Итак, создающее механизм нормы статей 301 - 302
ГК РФ условие о добросовестности
получателя оказывается иррелевантным, не
имеющим юридического значения. А это
значит, что в норме статьи 167 ГК РФ заложен
какой-то другой механизм, исключающий
подчинение реституции правилам о
виндикации.
Но может быть, получатель
окажется недобросовестным, то есть
заведомо знающим, что есть препятствия к
получению вещи? Однако и эта гипотеза не
подтверждается. Если вещь приобретается у
собственника, то никакого заблуждения
относительно управомоченности
отчуждателя, понятно, быть не может. Ведь
продавец, будучи собственником, не станет
представляться посторонним лицом, а если
ему и будет угодно вести себя столь
причудливо, то даже инсценированное таким
образом заблуждение получателя никак не
влияет на приобретенное им действительное
право. Но при наличии действительного права
не может быть недобросовестности (как,
впрочем, и доброй совести - она не нужна,
если есть право).
Теперь предположим,
что передается имущество с нарушением
закона и получатель об этом знает. Если это
известно также и собственнику, то налицо
деликт, не дающий права на частноправовую
защиту ни одному из нарушителей по тем
причинам, о которых уже говорилось. Если же -
ситуация довольно фантастичная -
собственник об этом не знает, то налицо
обман или аналогичные обстоятельства и
наступают последствия, предусмотренные
статьей 179 ГК РФ или иными нормами параграфа
2 главы 9 ГК РФ.
Рассмотрев все возможные
варианты, мы можем убедиться, что механизм,
предусмотренный статьями 301 - 302 ГК РФ, не
предназначен для возврата вещи
собственником, заключившим
недействительную сделку, от другой стороны
этой же сделки.
Нужно вновь подчеркнуть,
что если бы такое и было возможным, то
налицо было бы очевидное злоупотребление:
отдав вещь и получив за нее эквивалент,
собственник по виндикационному иску
возвращал бы только вещь, отказываясь
обсуждать вопрос о встречном
предоставлении в пользу ответчика.
Если
же мы признаем, что приобретатель имеет
право в том же процессе потребовать
возврата уплаченного, то мы получим тот же
механизм реституции, с которым борется Д.

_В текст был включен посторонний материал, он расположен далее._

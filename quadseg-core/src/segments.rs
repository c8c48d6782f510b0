//! Segment bit layout and glyph table
//!
//! Segment bits as wired on the display module:
//!
//! ```text
//!    -- a --
//!   |       |
//!   f       b
//!   |       |
//!    -- g --
//!   |       |
//!   e       c
//!   |       |
//!    -- d --   .dp
//! ```
//!
//! Bit 0 is segment `a`, bit 6 is segment `g`. Bit 7 drives the auxiliary
//! indicator, which on the 4-digit clock module is the colon between the
//! second and third digit.

/// Segment a (top)
pub const SEG_A: u8 = 0b0000_0001;
/// Segment b (top right)
pub const SEG_B: u8 = 0b0000_0010;
/// Segment c (bottom right)
pub const SEG_C: u8 = 0b0000_0100;
/// Segment d (bottom)
pub const SEG_D: u8 = 0b0000_1000;
/// Segment e (bottom left)
pub const SEG_E: u8 = 0b0001_0000;
/// Segment f (top left)
pub const SEG_F: u8 = 0b0010_0000;
/// Segment g (middle)
pub const SEG_G: u8 = 0b0100_0000;
/// Auxiliary indicator (colon / decimal point)
pub const SEG_DP: u8 = 0b1000_0000;

/// All segments off
pub const BLANK: u8 = 0;
/// Minus sign
pub const MINUS: u8 = SEG_G;
/// Degree symbol
pub const DEGREE: u8 = SEG_A | SEG_B | SEG_F | SEG_G;
/// Celsius symbol
pub const CELSIUS: u8 = SEG_A | SEG_D | SEG_E | SEG_F;

/// Number of entries in the glyph table
pub const GLYPH_COUNT: usize = 16;

/// Segment patterns for glyph values 0x0..=0xF
pub const GLYPHS: [u8; GLYPH_COUNT] = [
    0b0011_1111, // 0
    0b0000_0110, // 1
    0b0101_1011, // 2
    0b0100_1111, // 3
    0b0110_0110, // 4
    0b0110_1101, // 5
    0b0111_1101, // 6
    0b0000_0111, // 7
    0b0111_1111, // 8
    0b0110_1111, // 9
    0b0111_0111, // A
    0b0111_1100, // b
    0b0011_1001, // C
    0b0101_1110, // d
    0b0111_1001, // E
    0b0111_0001, // F
];

/// Look up the segment pattern for a glyph value
///
/// Returns `None` for values outside 0x0..=0xF.
pub fn glyph(value: u8) -> Option<u8> {
    GLYPHS.get(value as usize).copied()
}

/// Segment pattern for a glyph value reduced into the table range
///
/// Used where a digit is derived arithmetically and may exceed the table,
/// e.g. the tens digit of an unchecked hour value.
pub fn glyph_wrapping(value: u8) -> u8 {
    GLYPHS[value as usize % GLYPH_COUNT]
}

/// Set or clear the auxiliary indicator bit of a pattern
pub const fn with_dp(pattern: u8, on: bool) -> u8 {
    if on {
        pattern | SEG_DP
    } else {
        pattern & !SEG_DP
    }
}
//! Board-agnostic core for 4-digit 7-segment display modules
//!
//! This crate contains everything that does not depend on how segment
//! bytes reach the display controller:
//!
//! - Transport traits (segment writes, brightness and power control)
//! - Segment bit layout, the hex glyph table and special symbols
//! - Display configuration types

#![no_std]
#![deny(unsafe_code)]

pub mod config;
pub mod segments;
pub mod traits;

/// Number of digit positions on the display module
pub const DIGIT_COUNT: usize = 4;
//! In-memory mirror of a display controller
//!
//! Holds the same state a TM1637 keeps: six grid registers (the 4-digit
//! module wires up the first four), brightness and the on/off flag. Every
//! segment write is also appended to a bounded log so callers can check
//! exactly what would have gone over the wire.

use heapless::Vec;
use quadseg_core::traits::{Brightness, DisplayControl, SegmentTransport};
use quadseg_core::DIGIT_COUNT;

/// Number of grid registers in the controller
pub const REGISTER_COUNT: usize = 6;

/// Default number of writes kept in the log
pub const DEFAULT_LOG_CAPACITY: usize = 32;

/// Mirror transport errors
#[derive(Debug, Clone, Copy, PartialEq, Eq)]
#[cfg_attr(feature = "defmt", derive(defmt::Format))]
pub enum MirrorError {
    /// Write was empty or ran past the last register
    OutOfRange,
}

/// One recorded segment write
#[derive(Debug, Clone, PartialEq, Eq)]
#[cfg_attr(feature = "defmt", derive(defmt::Format))]
pub struct SegmentWrite {
    /// First register written
    pub offset: u8,
    /// Bytes written, in register order
    pub data: Vec<u8, REGISTER_COUNT>,
}

/// In-memory display controller
///
/// `N` is the log capacity. Once the log is full, writes still update the
/// registers and are counted in [`MirrorTransport::dropped`].
#[derive(Debug, Clone)]
pub struct MirrorTransport<const N: usize = DEFAULT_LOG_CAPACITY> {
    registers: [u8; REGISTER_COUNT],
    brightness: Brightness,
    display_on: bool,
    log: Vec<SegmentWrite, N>,
    dropped: usize,
}

impl MirrorTransport {
    /// Create a mirror with the default log capacity
    pub fn new() -> Self {
        Self::with_log_capacity()
    }
}

impl<const N: usize> Default for MirrorTransport<N> {
    fn default() -> Self {
        Self::with_log_capacity()
    }
}

impl<const N: usize> MirrorTransport<N> {
    /// Create a mirror keeping up to `N` writes
    ///
    /// Starts in the controller's power-on state: registers cleared,
    /// display off.
    pub fn with_log_capacity() -> Self {
        Self {
            registers: [0; REGISTER_COUNT],
            brightness: Brightness::default(),
            display_on: false,
            log: Vec::new(),
            dropped: 0,
        }
    }

    /// All grid registers
    pub fn registers(&self) -> &[u8; REGISTER_COUNT] {
        &self.registers
    }

    /// Registers wired to the four digits, leftmost first
    pub fn digits(&self) -> &[u8] {
        &self.registers[..DIGIT_COUNT]
    }

    /// Current brightness
    pub fn brightness(&self) -> Brightness {
        self.brightness
    }

    /// Check if the display is switched on
    pub fn is_on(&self) -> bool {
        self.display_on
    }

    /// Recorded writes, oldest first
    pub fn writes(&self) -> &[SegmentWrite] {
        &self.log
    }

    /// Most recent recorded write
    pub fn last_write(&self) -> Option<&SegmentWrite> {
        self.log.last()
    }

    /// Number of writes that did not fit in the log
    pub fn dropped(&self) -> usize {
        self.dropped
    }

    /// Forget recorded writes, keeping register state
    pub fn clear_log(&mut self) {
        self.log.clear();
        self.dropped = 0;
    }
}

impl<const N: usize> SegmentTransport for MirrorTransport<N> {
    type Error = MirrorError;

    fn write_segments(&mut self, offset: u8, data: &[u8]) -> Result<(), MirrorError> {
        let start = offset as usize;
        let end = start + data.len();
        if data.is_empty() || end > REGISTER_COUNT {
            return Err(MirrorError::OutOfRange);
        }

        self.registers[start..end].copy_from_slice(data);

        let mut bytes = Vec::new();
        // Cannot fail: length was checked against REGISTER_COUNT above
        let _ = bytes.extend_from_slice(data);
        if self.log.push(SegmentWrite { offset, data: bytes }).is_err() {
            self.dropped += 1;
        }

        Ok(())
    }
}

impl<const N: usize> DisplayControl for MirrorTransport<N> {
    fn set_brightness(&mut self, brightness: Brightness) -> Result<(), MirrorError> {
        self.brightness = brightness;
        Ok(())
    }

    fn set_display_on(&mut self, on: bool) -> Result<(), MirrorError> {
        self.display_on = on;
        Ok(())
    }
}
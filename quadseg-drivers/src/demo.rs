//! Demo sequence for checking a display module by eye
//!
//! [`run_intro`] walks through brightness levels, raw patterns, decimal
//! and hex values once. [`ClockDemo`] then counts minutes and seconds with
//! a blinking colon, one [`ClockDemo::step`] per second.
//!
//! ```ignore
//! let mut display = FourDigitDisplay::new(transport);
//! demo::run_intro(&mut display, &mut delay)?;
//!
//! let mut clock = ClockDemo::new();
//! loop {
//!     clock.step(&mut display, &mut delay)?;
//! }
//! ```

use embedded_hal::delay::DelayNs;
use quadseg_core::segments::{CELSIUS, DEGREE, MINUS};
use quadseg_core::traits::{Brightness, DisplayControl, SegmentTransport};

use crate::display::FourDigitDisplay;

/// Pause between intro stages
pub const STAGE_DELAY_MS: u32 = 800;

/// Half of one clock tick (colon on, then colon off)
pub const TICK_HALF_MS: u32 = 500;

/// Brightness used once the sweep has finished
const INTRO_BRIGHTNESS: u8 = 3;

/// Raw pattern screens: -1°C, 28°C, "Err ", rectangle
const PATTERN_SCREENS: [[u8; 4]; 4] = [
    [MINUS, 0b0000_0110, DEGREE, CELSIUS],
    [0b0101_1011, 0b0111_1111, DEGREE, CELSIUS],
    [0b0111_1001, 0b0101_0000, 0b0101_0000, 0b0000_0000],
    [0b0011_1001, 0b0000_1001, 0b0000_1001, 0b0000_1111],
];

/// Decimal sweep as (value, pad), ending in overflow
const DECIMAL_SWEEP: [(i32, u8); 9] = [
    (0, 1),
    (1, 1),
    (34, 3),
    (9999, 1),
    (-1, 1),
    (-10, 1),
    (-99, 1),
    (-999, 1),
    (10000, 1),
];

/// Hex sweep as (value, pad), ending in overflow
const HEX_SWEEP: [(u32, u8); 9] = [
    (0, 4),
    (0x1, 2),
    (0x34, 3),
    (0x9999, 4),
    (0x1234, 4),
    (0xABCD, 4),
    (0xBEEF, 4),
    (0xFFFF, 4),
    (0x1_0000, 4),
];

/// Run the one-shot part of the demo
///
/// Initializes the display from its configuration, then shows each stage
/// for [`STAGE_DELAY_MS`].
pub fn run_intro<T, D>(display: &mut FourDigitDisplay<T>, delay: &mut D) -> Result<(), T::Error>
where
    T: DisplayControl,
    D: DelayNs,
{
    display.init()?;

    #[cfg(feature = "defmt")]
    defmt::info!("demo: brightness sweep");

    display.set_brightness(Brightness::MIN)?;
    display.set_time_with(12, 0, true, true)?;
    delay.delay_ms(STAGE_DELAY_MS);

    for level in 1..=Brightness::MAX.level() {
        display.set_brightness(Brightness::clamped(level))?;
        delay.delay_ms(STAGE_DELAY_MS);
    }
    display.set_brightness(Brightness::clamped(INTRO_BRIGHTNESS))?;

    #[cfg(feature = "defmt")]
    defmt::info!("demo: digits and patterns");

    for (position, value) in (0u8..).zip([1u8, 2, 3, 4]) {
        display.set_digit(position, value)?;
    }
    delay.delay_ms(STAGE_DELAY_MS);

    display.overflow()?;
    delay.delay_ms(STAGE_DELAY_MS);

    for screen in PATTERN_SCREENS {
        for (position, pattern) in (0u8..).zip(screen) {
            display.set_raw_digit(position, pattern)?;
        }
        delay.delay_ms(STAGE_DELAY_MS);
    }

    #[cfg(feature = "defmt")]
    defmt::info!("demo: decimal sweep");

    for (value, pad) in DECIMAL_SWEEP {
        display.set_decimal_padded(value, pad)?;
        delay.delay_ms(STAGE_DELAY_MS);
    }

    #[cfg(feature = "defmt")]
    defmt::info!("demo: hex sweep");

    for (value, pad) in HEX_SWEEP {
        display.set_hex_padded(value, pad)?;
        delay.delay_ms(STAGE_DELAY_MS);
    }

    Ok(())
}

/// Minutes:seconds counter with a blinking colon
#[derive(Debug, Clone, Copy, PartialEq, Eq, Default)]
#[cfg_attr(feature = "defmt", derive(defmt::Format))]
pub struct ClockDemo {
    minute: u8,
    second: u8,
}

impl ClockDemo {
    /// Start at 00:00
    pub const fn new() -> Self {
        Self {
            minute: 0,
            second: 0,
        }
    }

    /// Start at a given time
    ///
    /// Values above 59 are accepted and wrap on the next advance.
    pub const fn at(minute: u8, second: u8) -> Self {
        Self { minute, second }
    }

    /// Current minute
    pub fn minute(&self) -> u8 {
        self.minute
    }

    /// Current second
    pub fn second(&self) -> u8 {
        self.second
    }

    /// Move forward one second, wrapping at 59:59
    pub fn advance(&mut self) {
        if self.second >= 59 {
            self.second = 0;
            if self.minute >= 59 {
                self.minute = 0;
            } else {
                self.minute += 1;
            }
        } else {
            self.second += 1;
        }
    }

    /// Show the current time for one second, then advance
    ///
    /// The colon is lit for the first half of the second. Minutes are not
    /// zero padded.
    pub fn step<T, D>(
        &mut self,
        display: &mut FourDigitDisplay<T>,
        delay: &mut D,
    ) -> Result<(), T::Error>
    where
        T: SegmentTransport,
        D: DelayNs,
    {
        display.set_time_with(self.minute, self.second, true, false)?;
        delay.delay_ms(TICK_HALF_MS);

        display.set_double_dots(false)?;
        delay.delay_ms(TICK_HALF_MS);

        self.advance();
        Ok(())
    }
}
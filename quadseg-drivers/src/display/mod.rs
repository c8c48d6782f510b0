//! Display encoder implementations
//!
//! - Four-digit modules with a colon after the second digit

pub mod four_digit;

pub use four_digit::{FourDigitDisplay, COLON_POSITION, DECIMAL_MAX, DECIMAL_MIN, HEX_MAX};
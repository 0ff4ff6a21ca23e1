//! # geox-core — Foundational Types for the GEOX Control Plane
//!
//! Leaf crate of the workspace. It holds the small set of primitives that
//! both the policy kernel and the governance lifecycle engine lean on.
//!
//! ## Key Design Principles
//!
//! 1. **One canonical JSON path.** Grouping keys and any other identity
//!    derived from JSON flow through [`CanonicalBytes::new()`], which emits
//!    RFC 8785 key-sorted output. Nothing depends on map iteration order.
//!
//! 2. **Content digests are self-describing.** [`ContentDigest`] renders as
//!    `sha256:<hex>` so a ref can be recomputed offline from the same bytes.
//!
//! 3. **Anchors are opaque.** [`SubjectRef`] and [`TimeWindow`] are carried
//!    through verdicts and problem states without interpretation. Window
//!    arithmetic (containment, overlap ratio) lives here so the lifecycle
//!    engine does not reimplement it.
//!
//! ## Crate Policy
//!
//! - No dependencies on other `geox-*` crates.
//! - No I/O, no `unsafe`, no `.unwrap()` outside tests.

pub mod anchor;
pub mod canonical;
pub mod digest;
pub mod error;
pub mod temporal;

pub use anchor::{SubjectRef, TimeWindow};
pub use canonical::{canonical_string, CanonicalBytes};
pub use digest::{sha256_bytes, ContentDigest, DigestAlgorithm};
pub use error::{CanonicalizationError, GeoxError};
pub use temporal::epoch_millis_now;
//! # geox-lifecycle — ProblemState Governance Index
//!
//! Computes which time-windowed problem statements are `ACTIVE`,
//! `SUPERSEDED`, `EXPIRED` or administratively `FROZEN` as of a caller
//! supplied instant.
//!
//! ## Crate Policy
//!
//! - Pure: no I/O and no clock. The same input always yields the same rows.
//! - Input order never matters; groups and rows are ordered explicitly.
//! - A frozen state never enters the supersession graph.

pub mod constants;
pub mod error;
pub mod index;

pub use constants::LifecycleConstants;
pub use error::LifecycleError;
pub use index::{compute_index, compute_index_with, ComputeIndexInput, IndexRow, LifecycleState, ProblemStateV1Like};
use thiserror::Error;

#[derive(Error, Debug)]
pub enum GeoxError {
    #[error(transparent)]
    Canonicalization(#[from] CanonicalizationError),

    /// Not of the form `sha256:<64 lowercase hex>`.
    #[error("invalid content digest ref {0:?}")]
    InvalidDigest(String),
}

/// A value could not be rendered as canonical JSON.
#[derive(Error, Debug)]
pub enum CanonicalizationError {
    #[error("value has no canonical JSON form: {0}")]
    SerializationFailed(#[from] serde_json::Error),
}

Тузов, только существенно ограничивающий
права собственника, поскольку, по мысли
автора, он будет еще и нести бремя
доказывания своего права.
Кроме того,
если "сложный юридический состав",
предусмотренный статьей 302 ГК РФ и
создающий, как полагает Д. Тузов,
возникновение права собственности у
приобретателя, получившего вещь от
неуправомоченного отчуждателя <*>,
включает добрую совесть (эта идея
фактического (юридического) состава,
включающего добрую совесть, обстоятельно
изложена В. Рахмиловичем <**>), то нельзя
не заметить, что добрая совесть юридическим
фактом (а также правом или правоотношением)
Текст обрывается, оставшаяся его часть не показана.